La velocità con cui queste particelle viaggiano dipende dalla regione dello spazio in cui si trovano e dal percorso che fanno attorno alla nostra stella, con una media di circa 45.000 miglia orarie, o 20 chilometri al secondo. Il fatto che colpiscano o meno la tua astronave dipende anche da dove si trova il tuo veicolo nello spazio e dalla velocità con cui si sta muovendo. Ad esempio, la Parker Solar Probe della NASA è attualmente l’oggetto artificiale più vicino al sole, che si muove a una velocità massima di oltre 400.000 miglia orarie. “Va alla linea delle 4 yard rispetto alla Terra, che si trova interamente in una end zone”, afferma Malaspina, che si è concentrato sullo studio degli impatti della micrometeorite sulla Parker Solar Probe. Si muove anche attraverso la parte più densa di una regione chiamata nuvola zodiacale, uno spesso disco di particelle spaziali che permea il nostro sistema solare. Quindi la Parker Solar Probe viene sabbiata più spesso di JWST – e colpisce queste particelle a velocità incredibilmente elevate rispetto a quanto colpirebbe il telescopio.

La sonda solare Parker ci offre una migliore comprensione dei micrometeoroidi intorno al Sole, ma abbiamo anche una buona conoscenza delle popolazioni di tutto il mondo. Ogni volta che un micrometeoroide colpisce l’atmosfera superiore intorno al nostro pianeta, brucia e produce fumo meteorico, particelle di fumo fini che possono essere misurate. La quantità di questo fumo può dirci quanta polvere colpisce la terra nel tempo. Inoltre, sono stati condotti esperimenti sulla Stazione Spaziale Internazionale, attaccando materiali all’esterno del laboratorio orbitante per vedere quanto spesso vengono bombardati.

Rappresentazione artistica della sonda solare Parker della NASA
Immagine: NASA

Mentre JWST vive a circa 1 milione di miglia dalla Terra, è ancora relativamente vicino. Gli scienziati hanno anche un’idea di cosa c’è là fuori sulla base di altre missioni che sono state inviate in un’orbita simile a JWST. E la maggior parte delle cose che colpiscono il telescopio non sono un grosso problema. “Le astronavi vengono continuamente colpite dai più piccoli”, dice Malaspina. “Con poco, intendo frazioni di micron, molto, molto, molto più piccole di un capello umano. E per la maggior parte, i veicoli spaziali non li notano nemmeno”. In effetti, il JWST era stato colpito da piccoli micrometeoroidi quattro volte prima di essere colpito dal micrometeoroide più grande a maggio.

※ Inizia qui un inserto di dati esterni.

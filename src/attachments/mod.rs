//! Attachment handling
//!
//! Local files are validated against count and size ceilings before any
//! network traffic, then uploaded one by one to obtain the URLs a query
//! references.

mod upload;
mod validate;

pub use upload::{AttachmentUploader, UploadSlot, UPLOAD_URL_PATH};
pub use validate::{validate_files, AttachmentDescriptor};
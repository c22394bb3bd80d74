//! Response type definitions

use serde::{Deserialize, Serialize};
use serde_json::{Map, Value};

/// One decoded `data: ` frame
#[derive(Debug, Clone, Default, PartialEq)]
pub struct SseEvent(pub Map<String, Value>);

impl SseEvent {
    /// Decode the JSON remainder of a data line. Non-object JSON is rejected.
    pub fn parse(data: &str) -> serde_json::Result<Self> {
        serde_json::from_str::<Map<String, Value>>(data).map(SseEvent)
    }

    /// Backend/session identifier of the thread
    pub fn backend_uuid(&self) -> Option<&str> {
        self.0.get("backend_uuid").and_then(Value::as_str)
    }

    pub fn thread_title(&self) -> Option<&str> {
        self.0.get("thread_title").and_then(Value::as_str)
    }

    pub fn text(&self) -> Option<&Value> {
        self.0.get("text")
    }

    /// True when the frame ends the exchange
    pub fn is_final(&self) -> bool {
        match self.0.get("final") {
            Some(Value::Bool(b)) => *b,
            Some(Value::Null) | None => false,
            Some(Value::Number(n)) => n.as_f64().map(|f| f != 0.0).unwrap_or(false),
            Some(Value::String(s)) => !s.is_empty(),
            Some(Value::Array(a)) => !a.is_empty(),
            Some(Value::Object(o)) => !o.is_empty(),
        }
    }
}

impl From<Map<String, Value>> for SseEvent {
    fn from(map: Map<String, Value>) -> Self {
        SseEvent(map)
    }
}

/// A web result cited by the answer
#[derive(Debug, Clone, Default, PartialEq, Eq, Serialize, Deserialize)]
pub struct SearchResultItem {
    pub title: Option<String>,
    pub snippet: Option<String>,
    pub url: Option<String>,
}

impl SearchResultItem {
    /// Map a `web_results` entry (`name`/`snippet`/`url`); non-objects yield `None`
    pub fn from_web_result(value: &Value) -> Option<Self> {
        let obj = value.as_object()?;
        let field = |key: &str| obj.get(key).and_then(Value::as_str).map(str::to_string);
        Some(Self {
            title: field("name"),
            snippet: field("snippet"),
            url: field("url"),
        })
    }
}

/// Accumulated response at one point of the stream
#[derive(Debug, Clone, PartialEq, Serialize, Deserialize)]
pub struct ResponseState {
    pub title: Option<String>,
    pub answer: Option<String>,
    pub chunks: Vec<String>,
    /// Always the last element of `chunks`
    pub last_chunk: Option<String>,
    pub search_results: Vec<SearchResultItem>,
    /// Identifier of the thread, from the first frame carrying one
    pub conversation_id: Option<String>,
    /// The resolved answer payload
    pub raw_payload: Value,
}

impl Default for ResponseState {
    fn default() -> Self {
        Self {
            title: None,
            answer: None,
            chunks: Vec::new(),
            last_chunk: None,
            search_results: Vec::new(),
            conversation_id: None,
            raw_payload: Value::Object(Map::new()),
        }
    }
}

impl ResponseState {
    /// True when no frame has contributed anything yet
    pub fn is_empty(&self) -> bool {
        self.title.is_none()
            && self.answer.is_none()
            && self.chunks.is_empty()
            && self.search_results.is_empty()
            && self.conversation_id.is_none()
    }
}
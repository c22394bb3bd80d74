//! HTTP networking module
//!
//! Provides the shared authenticated session, browser headers, SSE line
//! decoding and the [`Transport`] seam the protocol client talks through.

mod client;
mod headers;
pub mod sse;
mod transport;

pub use client::HttpClient;
pub use headers::{accept_event_stream, accept_language, browser_headers, DEFAULT_USER_AGENT};
pub use transport::*;
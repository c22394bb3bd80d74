//! Error types for the query client

use std::path::PathBuf;
use thiserror::Error;

/// Result alias used throughout the crate
pub type Result<T> = std::result::Result<T, Error>;

/// Errors raised while building, uploading or streaming a query
#[derive(Debug, Error)]
pub enum Error {
    /// Bad call arguments (too many attachment URLs, empty session token, ...)
    #[error("validation error: {0}")]
    Validation(String),

    /// More local files than the configured ceiling
    #[error("too many files: {count} given, at most {max} allowed")]
    TooManyFiles { count: usize, max: usize },

    /// A local attachment could not be used
    #[error(transparent)]
    FileAccess(#[from] FileAccessError),

    /// HTTP 403 from the upstream service
    #[error("authentication failed: session token invalid or expired")]
    Authentication,

    /// HTTP 429 from the upstream service
    #[error("rate limited by the upstream service")]
    RateLimit,

    /// Any other non-2xx status
    #[error("HTTP {status} from {url}")]
    Protocol { status: u16, url: String },

    /// A failed attachment upload
    #[error("upload of {} failed: {source}", path.display())]
    Upload {
        path: PathBuf,
        #[source]
        source: Box<Error>,
    },

    /// A 2xx response whose body did not have the expected shape
    #[error("unexpected response: {0}")]
    UnexpectedResponse(String),

    #[error("transport error: {0}")]
    Transport(#[from] reqwest::Error),

    #[error("invalid JSON: {0}")]
    Json(#[from] serde_json::Error),

    #[error("I/O error: {0}")]
    Io(#[from] std::io::Error),
}

/// Problems with a local file referenced as an attachment
#[derive(Debug, Error)]
pub enum FileAccessError {
    #[error("file not found: {}", .0.display())]
    NotFound(PathBuf),

    #[error("not a regular file: {}", .0.display())]
    NotAFile(PathBuf),

    #[error("file is empty: {}", .0.display())]
    Empty(PathBuf),

    #[error("file too large: {} is {size} bytes, limit is {max} bytes", path.display())]
    TooLarge { path: PathBuf, size: u64, max: u64 },
}

impl Error {
    /// Map a non-2xx HTTP status onto the error taxonomy
    pub fn from_status(status: u16, url: impl Into<String>) -> Self {
        match status {
            403 => Error::Authentication,
            429 => Error::RateLimit,
            _ => Error::Protocol {
                status,
                url: url.into(),
            },
        }
    }

    /// True for a rejected session token, including one surfaced by an upload
    pub fn is_authentication(&self) -> bool {
        match self {
            Error::Authentication => true,
            Error::Upload { source, .. } => source.is_authentication(),
            _ => false,
        }
    }

    /// True when the caller should back off before retrying
    pub fn is_rate_limited(&self) -> bool {
        match self {
            Error::RateLimit => true,
            Error::Upload { source, .. } => source.is_rate_limited(),
            _ => false,
        }
    }
}

/// Fail with the classified error unless `status` is 2xx
pub fn check_status(status: u16, url: &str) -> Result<()> {
    if (200..300).contains(&status) {
        Ok(())
    } else {
        Err(Error::from_status(status, url))
    }
}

La NASA ha modellato l’ambiente del micrometeoroide prima di lanciare JWST, ma dato il recente impatto, l’agenzia ha convocato un nuovo team per perfezionare i propri modelli e prevedere meglio cosa potrebbe accadere al telescopio dopo gli impatti futuri. L’attuale modellazione di micrometeoroidi cercherà di prevedere cose come detriti che si propagano attraverso un’orbita quando un asteroide o una cometa si rompono. Questo tipo di detriti è più dinamico, dice Malaspina, rendendolo più difficile da prevedere.

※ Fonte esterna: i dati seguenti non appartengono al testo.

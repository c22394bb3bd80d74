//! Attachment upload
//!
//! Each file is uploaded in two steps: the service hands out a pre-signed
//! destination for a fresh uuid, then the file is posted there as a
//! multipart form. The object URL is what goes into the query.

use super::validate::{validate_files, AttachmentDescriptor};
use crate::config::LimitSettings;
use crate::error::{Error, Result};
use crate::network::{HttpRequest, MultipartForm, Transport};
use serde::Deserialize;
use serde_json::json;
use std::collections::HashMap;
use std::path::Path;
use std::sync::Arc;
use tracing::{debug, info};
use uuid::Uuid;

/// Path of the upload-URL endpoint
pub const UPLOAD_URL_PATH: &str = "/rest/uploads/batch_create_upload_urls";

#[derive(Debug, Deserialize)]
struct UploadUrlResponse {
    #[serde(default)]
    results: HashMap<String, UploadSlot>,
}

/// Pre-signed destination for one file
#[derive(Debug, Clone, Deserialize)]
pub struct UploadSlot {
    pub s3_bucket_url: String,
    pub s3_object_url: String,
    #[serde(default)]
    pub fields: HashMap<String, String>,
}

/// Validates local files and uploads them over the shared session
#[derive(Clone)]
pub struct AttachmentUploader {
    transport: Arc<dyn Transport>,
    base_url: String,
    limits: LimitSettings,
}

impl AttachmentUploader {
    pub fn new(
        transport: Arc<dyn Transport>,
        base_url: impl Into<String>,
        limits: LimitSettings,
    ) -> Self {
        Self {
            transport,
            base_url: base_url.into(),
            limits,
        }
    }

    /// Validate `paths` against the configured limits
    pub fn validate<P: AsRef<Path>>(&self, paths: &[P]) -> Result<Vec<AttachmentDescriptor>> {
        validate_files(paths, &self.limits)
    }

    /// Validate every path, then upload them in order.
    ///
    /// The first failure aborts the batch; no partial list is returned.
    pub async fn upload_all<P: AsRef<Path>>(&self, paths: &[P]) -> Result<Vec<String>> {
        let descriptors = self.validate(paths)?;
        if descriptors.is_empty() {
            return Ok(Vec::new());
        }

        info!("Uploading {} attachment(s)", descriptors.len());
        let mut urls = Vec::with_capacity(descriptors.len());
        for descriptor in &descriptors {
            urls.push(self.upload(descriptor).await?);
        }
        Ok(urls)
    }

    /// Upload one validated file and return its object URL
    pub async fn upload(&self, descriptor: &AttachmentDescriptor) -> Result<String> {
        self.try_upload(descriptor)
            .await
            .map_err(|source| Error::Upload {
                path: descriptor.path.clone(),
                source: Box::new(source),
            })
    }

    async fn try_upload(&self, descriptor: &AttachmentDescriptor) -> Result<String> {
        let file_id = Uuid::new_v4().to_string();
        let slot = self.request_slot(&file_id, descriptor).await?;

        let content = tokio::fs::read(&descriptor.path).await?;
        let form = MultipartForm {
            fields: slot.fields.into_iter().collect(),
            file_field: "file".to_string(),
            file_name: descriptor.file_name(),
            content_type: descriptor.mime_type.clone(),
            content,
        };

        self.transport
            .execute(HttpRequest::post(&slot.s3_bucket_url).multipart(form))
            .await?
            .error_for_status()?;

        debug!("Uploaded {} as {}", descriptor.path.display(), slot.s3_object_url);
        Ok(slot.s3_object_url)
    }

    /// Ask the service for a destination bound to `file_id`
    pub async fn request_slot(
        &self,
        file_id: &str,
        descriptor: &AttachmentDescriptor,
    ) -> Result<UploadSlot> {
        let mut files = serde_json::Map::new();
        files.insert(
            file_id.to_string(),
            json!({
                "filename": descriptor.file_name(),
                "content_type": descriptor.mime_type,
                "source": "default",
                "file_size": descriptor.size,
                "force_image": descriptor.is_image,
            }),
        );
        let body = json!({ "files": files });

        let response = self
            .transport
            .execute(HttpRequest::post(format!("{}{}", self.base_url, UPLOAD_URL_PATH)).json(body))
            .await?
            .error_for_status()?;

        let mut parsed: UploadUrlResponse = response.json()?;
        parsed.results.remove(file_id).ok_or_else(|| {
            Error::UnexpectedResponse(format!("no upload destination for file {}", file_id))
        })
    }
}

Alla fine, tuttavia, la previsione ti darà semplicemente più informazioni al riguardo Se un’astronave potrebbe essere colpita da un grosso granello di polvere. Addebiti una tantum come questo sono semplicemente inevitabili. Il JWST continuerà a saltare in aria nel tempo, ma è stata una contingenza per la quale la NASA è sempre stata preparata. “Devi solo convivere con la probabilità che a un certo punto verrai colpito da una particella di polvere di quelle dimensioni e stai solo facendo del tuo meglio con la tecnologia”, afferma Malaspina.